> [Task objective]:
In the data below, find the line that contains "pub fn deduce(&self, facts: &FactBundle)" and the line that contains "report.mark_bound();". Copy both, plus every line between them, exactly.

Dataset entries
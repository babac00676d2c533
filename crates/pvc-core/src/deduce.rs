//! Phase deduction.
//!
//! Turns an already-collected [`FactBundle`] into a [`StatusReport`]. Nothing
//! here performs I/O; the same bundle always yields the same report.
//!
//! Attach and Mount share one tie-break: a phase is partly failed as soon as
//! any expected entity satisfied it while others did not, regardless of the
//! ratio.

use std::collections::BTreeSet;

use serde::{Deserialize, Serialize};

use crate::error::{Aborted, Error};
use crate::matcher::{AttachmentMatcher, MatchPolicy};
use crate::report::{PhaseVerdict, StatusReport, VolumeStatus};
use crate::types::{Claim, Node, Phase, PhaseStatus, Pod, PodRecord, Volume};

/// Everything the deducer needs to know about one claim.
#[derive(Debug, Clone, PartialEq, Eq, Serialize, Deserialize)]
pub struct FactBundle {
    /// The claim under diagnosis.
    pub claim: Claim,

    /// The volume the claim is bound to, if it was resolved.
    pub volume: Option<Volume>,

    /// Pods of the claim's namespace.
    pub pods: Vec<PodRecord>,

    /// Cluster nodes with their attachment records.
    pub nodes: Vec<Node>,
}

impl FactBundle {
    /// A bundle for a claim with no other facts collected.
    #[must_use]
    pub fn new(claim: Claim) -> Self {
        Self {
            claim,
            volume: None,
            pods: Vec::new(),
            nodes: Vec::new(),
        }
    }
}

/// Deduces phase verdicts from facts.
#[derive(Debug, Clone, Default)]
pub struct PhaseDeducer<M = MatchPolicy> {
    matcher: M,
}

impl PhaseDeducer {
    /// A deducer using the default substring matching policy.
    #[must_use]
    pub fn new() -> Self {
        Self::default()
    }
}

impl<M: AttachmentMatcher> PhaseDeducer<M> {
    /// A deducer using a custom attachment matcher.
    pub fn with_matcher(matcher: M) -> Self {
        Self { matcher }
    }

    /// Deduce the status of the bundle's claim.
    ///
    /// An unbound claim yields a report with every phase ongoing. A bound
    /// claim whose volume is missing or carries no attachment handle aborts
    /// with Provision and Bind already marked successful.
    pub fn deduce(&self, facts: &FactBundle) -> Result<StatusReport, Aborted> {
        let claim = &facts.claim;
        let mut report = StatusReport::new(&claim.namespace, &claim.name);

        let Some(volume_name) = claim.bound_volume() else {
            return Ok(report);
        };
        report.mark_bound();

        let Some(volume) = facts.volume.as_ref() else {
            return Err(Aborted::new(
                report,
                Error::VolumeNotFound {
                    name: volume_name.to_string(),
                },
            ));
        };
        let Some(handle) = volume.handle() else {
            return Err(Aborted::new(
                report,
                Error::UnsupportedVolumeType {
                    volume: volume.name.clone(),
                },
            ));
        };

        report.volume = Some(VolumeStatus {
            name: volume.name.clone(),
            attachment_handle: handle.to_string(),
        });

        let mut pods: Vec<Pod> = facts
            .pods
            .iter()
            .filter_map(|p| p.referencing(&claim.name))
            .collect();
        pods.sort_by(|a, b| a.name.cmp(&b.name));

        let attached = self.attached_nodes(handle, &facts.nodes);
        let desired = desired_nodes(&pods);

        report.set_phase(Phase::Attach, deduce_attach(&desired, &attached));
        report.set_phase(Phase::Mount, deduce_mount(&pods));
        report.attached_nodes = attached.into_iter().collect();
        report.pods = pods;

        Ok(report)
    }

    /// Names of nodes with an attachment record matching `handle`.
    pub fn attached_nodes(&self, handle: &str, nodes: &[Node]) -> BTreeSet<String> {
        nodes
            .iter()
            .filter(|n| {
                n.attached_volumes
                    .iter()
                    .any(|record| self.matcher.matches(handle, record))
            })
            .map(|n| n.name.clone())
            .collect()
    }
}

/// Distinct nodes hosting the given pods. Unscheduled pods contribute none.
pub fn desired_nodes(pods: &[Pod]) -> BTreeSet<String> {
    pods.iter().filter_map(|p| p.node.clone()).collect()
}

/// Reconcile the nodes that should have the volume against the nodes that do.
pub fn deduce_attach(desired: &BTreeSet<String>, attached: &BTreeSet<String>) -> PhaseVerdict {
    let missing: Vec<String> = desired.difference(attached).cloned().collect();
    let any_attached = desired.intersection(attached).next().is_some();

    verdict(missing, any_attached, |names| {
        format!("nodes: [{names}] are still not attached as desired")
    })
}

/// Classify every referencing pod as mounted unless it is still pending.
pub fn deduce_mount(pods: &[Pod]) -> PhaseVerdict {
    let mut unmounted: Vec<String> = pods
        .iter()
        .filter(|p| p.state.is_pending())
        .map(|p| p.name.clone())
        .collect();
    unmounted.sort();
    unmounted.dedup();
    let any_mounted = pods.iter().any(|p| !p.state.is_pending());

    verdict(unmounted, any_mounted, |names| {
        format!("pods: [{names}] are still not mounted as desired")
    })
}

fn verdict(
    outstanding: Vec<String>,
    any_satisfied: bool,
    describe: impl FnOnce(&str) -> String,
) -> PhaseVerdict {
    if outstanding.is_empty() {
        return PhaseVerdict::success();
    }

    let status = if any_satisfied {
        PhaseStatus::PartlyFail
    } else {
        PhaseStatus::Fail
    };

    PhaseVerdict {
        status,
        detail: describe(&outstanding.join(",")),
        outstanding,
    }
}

> [Solution]:
    pub fn deduce(&self, facts: &FactBundle) -> Result<StatusReport, Aborted> {
        let claim = &facts.claim;
        let mut report = StatusReport::new(&claim.namespace, &claim.name);

        let Some(volume_name) = claim.bound_volume() else {
            return Ok(report);
        };
        report.mark_bound();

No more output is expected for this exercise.